→ **Provided entries**
┏━━
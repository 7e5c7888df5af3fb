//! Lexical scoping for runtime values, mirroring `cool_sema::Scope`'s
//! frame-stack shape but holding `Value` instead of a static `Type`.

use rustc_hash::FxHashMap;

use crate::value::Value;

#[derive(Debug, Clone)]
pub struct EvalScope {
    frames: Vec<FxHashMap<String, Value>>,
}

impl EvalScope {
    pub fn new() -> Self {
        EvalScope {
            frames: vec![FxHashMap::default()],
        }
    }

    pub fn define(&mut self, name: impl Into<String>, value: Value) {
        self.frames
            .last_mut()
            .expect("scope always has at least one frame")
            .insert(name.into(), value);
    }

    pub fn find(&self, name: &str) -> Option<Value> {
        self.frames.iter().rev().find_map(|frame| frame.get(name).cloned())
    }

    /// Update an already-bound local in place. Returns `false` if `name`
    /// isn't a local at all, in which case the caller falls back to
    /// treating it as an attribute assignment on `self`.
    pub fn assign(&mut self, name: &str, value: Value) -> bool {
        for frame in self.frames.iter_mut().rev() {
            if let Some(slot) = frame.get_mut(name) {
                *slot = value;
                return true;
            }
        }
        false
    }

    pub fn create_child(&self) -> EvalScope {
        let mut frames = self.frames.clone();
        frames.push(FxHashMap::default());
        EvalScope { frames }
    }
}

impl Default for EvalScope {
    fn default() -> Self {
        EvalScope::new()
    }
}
┗━━
Output every entry again, exactly as given.

→ **Task answer**
repository 7e5c7888df5af3fb
//! Lexical scoping for runtime values, mirroring `cool_sema::Scope`'s
//! frame-stack shape but holding `Value` instead of a static `Type`.

use rustc_hash::FxHashMap;

use crate::value::Value;

#[derive(Debug, Clone)]
pub struct EvalScope {
    frames: Vec<FxHashMap<String, Value>>,
}

impl EvalScope {
    pub fn new() -> Self {
        EvalScope {
            frames: vec![FxHashMap::default()],
        }
    }

    pub fn define(&mut self, name: impl Into<String>, value: Value) {
        self.frames
            .last_mut()
            .expect("scope always has at least one frame")
            .insert(name.into(), value);
    }

    pub fn find(&self, name: &str) -> Option<Value> {
        self.frames.iter().rev().find_map(|frame| frame.get(name).cloned())
    }

    /// Update an already-bound local in place. Returns `false` if `name`
    /// isn't a local at all, in which case the caller falls back to
    /// treating it as an attribute assignment on `self`.
    pub fn assign(&mut self, name: &str, value: Value) -> bool {
        for frame in self.frames.iter_mut().rev() {
            if let Some(slot) = frame.get_mut(name) {
                *slot = value;
                return true;
            }
        }
        false
    }

    pub fn create_child(&self) -> EvalScope {
        let mut frames = self.frames.clone();
        frames.push(FxHashMap::default());
        EvalScope { frames }
    }
}

impl Default for EvalScope {
    fn default() -> Self {
        EvalScope::new()
    }
}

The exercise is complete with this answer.